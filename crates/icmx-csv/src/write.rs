// Dweve ICMX - Intercompany Message Extraction
//
// Copyright (c) 2025 Dweve IP B.V. and individual contributors.
//
// SPDX-License-Identifier: Apache-2.0
//
// Licensed under the Apache License, Version 2.0 (the "License");
// you may not use this file except in compliance with the License.
// You may obtain a copy of the License in the LICENSE file at the
// root of this repository or at: http://www.apache.org/licenses/LICENSE-2.0
//
// Unless required by applicable law or agreed to in writing, software
// distributed under the License is distributed on an "AS IS" BASIS,
// WITHOUT WARRANTIES OR CONDITIONS OF ANY KIND, either express or implied.
// See the License for the specific language governing permissions and
// limitations under the License.

//! Write the flattened output grid as CSV.

use crate::error::{CsvError, Result};
use icmx_core::Grid;
use std::io::Write;

/// Configuration for CSV output.
#[derive(Debug, Clone)]
pub struct GridWriteConfig {
    /// Field delimiter (default: `,`).
    pub delimiter: u8,
    /// Quote style for fields (default: necessary).
    pub quote_style: csv::QuoteStyle,
}

impl Default for GridWriteConfig {
    fn default() -> Self {
        Self {
            delimiter: b',',
            quote_style: csv::QuoteStyle::Necessary,
        }
    }
}

/// Render a grid as a CSV string with default configuration.
pub fn to_csv(grid: &Grid) -> Result<String> {
    to_csv_with_config(grid, &GridWriteConfig::default())
}

/// Render a grid as a CSV string with custom configuration.
pub fn to_csv_with_config(grid: &Grid, config: &GridWriteConfig) -> Result<String> {
    let mut buffer = Vec::new();
    write_grid(grid, &mut buffer, config)?;
    String::from_utf8(buffer).map_err(|err| CsvError::WriteError {
        message: err.to_string(),
    })
}

/// Write a grid into `out`, one CSV record per grid row.
///
/// Short rows are padded to the grid's full width so the output stays
/// rectangular even when trailing cells were never written.
pub fn write_grid<W: Write>(grid: &Grid, out: W, config: &GridWriteConfig) -> Result<()> {
    let mut writer = csv::WriterBuilder::new()
        .delimiter(config.delimiter)
        .quote_style(config.quote_style)
        .from_writer(out);

    let width = grid.width();
    for row in grid.rows() {
        let mut record = Vec::with_capacity(width);
        for col in 0..width {
            record.push(row.get(col).map(String::as_str).unwrap_or(""));
        }
        writer.write_record(&record).map_err(|err| CsvError::WriteError {
            message: err.to_string(),
        })?;
    }
    writer.flush()?;
    Ok(())
}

—————

EXERCISE AIM: Whenever the word "delimiter" turns up in a line of the listing above, copy the line.

EXPECTED OUTPUT:
    /// Field delimiter (default: `,`).
    pub delimiter: u8,
            delimiter: b',',
        .delimiter(config.delimiter)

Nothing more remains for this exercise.